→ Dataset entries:
────────────────────

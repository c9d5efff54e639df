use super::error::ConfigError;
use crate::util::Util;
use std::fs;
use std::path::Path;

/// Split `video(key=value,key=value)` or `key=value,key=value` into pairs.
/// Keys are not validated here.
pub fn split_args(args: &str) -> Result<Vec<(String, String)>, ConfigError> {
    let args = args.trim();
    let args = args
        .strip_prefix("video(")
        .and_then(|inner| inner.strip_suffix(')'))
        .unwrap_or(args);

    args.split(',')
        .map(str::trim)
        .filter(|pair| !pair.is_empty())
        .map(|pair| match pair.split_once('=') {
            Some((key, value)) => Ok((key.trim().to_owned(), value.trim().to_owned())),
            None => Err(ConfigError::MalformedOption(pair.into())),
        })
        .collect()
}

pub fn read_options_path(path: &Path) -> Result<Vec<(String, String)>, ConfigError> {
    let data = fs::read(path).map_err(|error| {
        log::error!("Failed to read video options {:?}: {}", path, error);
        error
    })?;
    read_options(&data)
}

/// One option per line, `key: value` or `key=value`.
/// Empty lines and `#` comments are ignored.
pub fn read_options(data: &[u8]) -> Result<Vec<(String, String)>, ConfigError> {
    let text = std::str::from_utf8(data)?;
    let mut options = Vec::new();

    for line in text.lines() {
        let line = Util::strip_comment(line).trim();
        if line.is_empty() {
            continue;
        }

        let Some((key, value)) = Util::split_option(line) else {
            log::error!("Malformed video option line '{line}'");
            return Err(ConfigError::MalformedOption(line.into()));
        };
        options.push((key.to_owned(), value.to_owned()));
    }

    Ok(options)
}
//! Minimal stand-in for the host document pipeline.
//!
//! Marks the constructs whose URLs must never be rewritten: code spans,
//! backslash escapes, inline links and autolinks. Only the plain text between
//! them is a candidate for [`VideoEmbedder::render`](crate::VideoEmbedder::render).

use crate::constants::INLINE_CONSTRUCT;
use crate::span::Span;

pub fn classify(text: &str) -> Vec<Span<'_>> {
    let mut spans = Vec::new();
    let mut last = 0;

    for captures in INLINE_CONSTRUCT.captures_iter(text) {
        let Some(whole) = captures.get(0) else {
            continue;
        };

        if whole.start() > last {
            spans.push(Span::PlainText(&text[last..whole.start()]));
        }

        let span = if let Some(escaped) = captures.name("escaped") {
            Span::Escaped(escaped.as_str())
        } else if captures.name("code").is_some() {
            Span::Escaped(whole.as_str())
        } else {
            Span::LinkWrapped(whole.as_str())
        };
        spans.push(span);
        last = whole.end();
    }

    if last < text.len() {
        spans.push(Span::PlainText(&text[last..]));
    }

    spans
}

────────────────────

→ TASK DIRECTIONS:
All of the data above needs to be set down again exactly. Include every line.

→ ANSWER AREA:
repository c9d5efff54e639df
use super::error::ConfigError;
use crate::util::Util;
use std::fs;
use std::path::Path;

/// Split `video(key=value,key=value)` or `key=value,key=value` into pairs.
/// Keys are not validated here.
pub fn split_args(args: &str) -> Result<Vec<(String, String)>, ConfigError> {
    let args = args.trim();
    let args = args
        .strip_prefix("video(")
        .and_then(|inner| inner.strip_suffix(')'))
        .unwrap_or(args);

    args.split(',')
        .map(str::trim)
        .filter(|pair| !pair.is_empty())
        .map(|pair| match pair.split_once('=') {
            Some((key, value)) => Ok((key.trim().to_owned(), value.trim().to_owned())),
            None => Err(ConfigError::MalformedOption(pair.into())),
        })
        .collect()
}

pub fn read_options_path(path: &Path) -> Result<Vec<(String, String)>, ConfigError> {
    let data = fs::read(path).map_err(|error| {
        log::error!("Failed to read video options {:?}: {}", path, error);
        error
    })?;
    read_options(&data)
}

/// One option per line, `key: value` or `key=value`.
/// Empty lines and `#` comments are ignored.
pub fn read_options(data: &[u8]) -> Result<Vec<(String, String)>, ConfigError> {
    let text = std::str::from_utf8(data)?;
    let mut options = Vec::new();

    for line in text.lines() {
        let line = Util::strip_comment(line).trim();
        if line.is_empty() {
            continue;
        }

        let Some((key, value)) = Util::split_option(line) else {
            log::error!("Malformed video option line '{line}'");
            return Err(ConfigError::MalformedOption(line.into()));
        };
        options.push((key.to_owned(), value.to_owned()));
    }

    Ok(options)
}
//! Minimal stand-in for the host document pipeline.
//!
//! Marks the constructs whose URLs must never be rewritten: code spans,
//! backslash escapes, inline links and autolinks. Only the plain text between
//! them is a candidate for [`VideoEmbedder::render`](crate::VideoEmbedder::render).

use crate::constants::INLINE_CONSTRUCT;
use crate::span::Span;

pub fn classify(text: &str) -> Vec<Span<'_>> {
    let mut spans = Vec::new();
    let mut last = 0;

    for captures in INLINE_CONSTRUCT.captures_iter(text) {
        let Some(whole) = captures.get(0) else {
            continue;
        };

        if whole.start() > last {
            spans.push(Span::PlainText(&text[last..whole.start()]));
        }

        let span = if let Some(escaped) = captures.name("escaped") {
            Span::Escaped(escaped.as_str())
        } else if captures.name("code").is_some() {
            Span::Escaped(whole.as_str())
        } else {
            Span::LinkWrapped(whole.as_str())
        };
        spans.push(span);
        last = whole.end();
    }

    if last < text.len() {
        spans.push(Span::PlainText(&text[last..]));
    }

    spans
}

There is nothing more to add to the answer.